### What you should do
Working through the records below, count the lines that include "match". The reply is that number alone.

=-=-=

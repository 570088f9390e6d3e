//! ArcBox CLI - container naming and legacy links.

use anyhow::{Context, Result};
use clap::Parser;
use tracing_subscriber::{layer::SubscriberExt, util::SubscriberInitExt};

mod commands;
mod config;

use commands::{Cli, Commands};
use config::Config;

#[tokio::main]
async fn main() -> Result<()> {
    let cli = Cli::parse();

    let mut config = match &cli.config {
        Some(path) => Config::load_from(path),
        None => Config::load(),
    }
    .context("failed to load configuration")?;
    if let Some(data_dir) = cli.data_dir.clone() {
        config.data_dir = data_dir;
    }

    // Initialize logging based on debug flag
    let filter = if cli.debug {
        "arcbox=debug,arcbox_container=debug,arcbox_cli=debug".to_string()
    } else {
        format!(
            "arcbox={level},arcbox_container={level},arcbox_cli={level}",
            level = config.logging.level
        )
    };

    tracing_subscriber::registry()
        .with(
            tracing_subscriber::EnvFilter::try_from_default_env()
                .unwrap_or_else(|_| filter.into()),
        )
        .with(tracing_subscriber::fmt::layer().with_target(false))
        .init();

    let manager = commands::open_manager(&config)?;

    match cli.command {
        Commands::Create(args) => commands::create::execute(args, &manager),
        Commands::Rename(args) => commands::rename::execute(args, &manager).await,
        Commands::Rm(args) => commands::rm::execute(args, &manager).await,
        Commands::Inspect(args) => commands::inspect::execute(args, &manager),
        Commands::Ps(args) => commands::ps::execute(args, &manager),
        Commands::Start(args) => commands::start::execute(args, &manager).await,
        Commands::Stop(args) => commands::stop::execute(args, &manager).await,
    }
}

=-=-=

### Task response
2